**STORED DATA:**
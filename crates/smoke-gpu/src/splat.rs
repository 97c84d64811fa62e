//! Impulse injector: additive Gaussian splats into velocity and dye.

use crate::helpers;
use crate::programs::ProgramKind;
use crate::sim::{FluidSim, GpuContext, SimResources};
use crate::targets::DoubleTarget;
use smoke_core::{Impulse, SimError, SplatUniforms};

impl FluidSim {
    /// Inject `impulse`: one splat into velocity, then one into dye, each
    /// followed by a swap. Aspect ratio comes from the current canvas.
    pub fn splat(&mut self, ctx: &GpuContext, impulse: &Impulse) -> Result<(), SimError> {
        self.lifecycle.ensure_ready()?;
        let (velocity_u, dye_u) =
            SplatUniforms::for_impulse(impulse, self.canvas, self.config.splat_radius);
        let SimResources {
            programs,
            fields,
            sampler,
            uniforms,
        } = self.resources.as_mut().ok_or(SimError::Disposed)?;

        ctx.queue
            .write_buffer(&uniforms.splat_velocity, 0, bytemuck::bytes_of(&velocity_u));
        ctx.queue
            .write_buffer(&uniforms.splat_dye, 0, bytemuck::bytes_of(&dye_u));

        let (programs, sampler) = (&*programs, &*sampler);
        let mut encoder = ctx
            .device
            .create_command_encoder(&wgpu::CommandEncoderDescriptor {
                label: Some("fluid_splat"),
            });
        let mut splat_into = |label: &str, target: &mut DoubleTarget, buffer: &wgpu::Buffer| {
            let base = target.read().view();
            let bg = helpers::field_bind_group(
                &ctx.device,
                label,
                programs.layout(),
                buffer,
                sampler,
                base,
                base,
            );
            helpers::fullscreen_pass(
                &mut encoder,
                label,
                target.write().view(),
                Some(wgpu::Color::TRANSPARENT),
                programs.pipeline(ProgramKind::Splat),
                &bg,
            );
            target.swap();
        };
        splat_into("splat_velocity", &mut fields.velocity, &uniforms.splat_velocity);
        splat_into("splat_dye", &mut fields.dye, &uniforms.splat_dye);

        ctx.queue.submit(std::iter::once(encoder.finish()));
        Ok(())
    }
}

**AIM OF THE TASK:**
For every line of the entries holding the string "fields", add one to a tally; give the final figure only.

**OUTPUT:**
3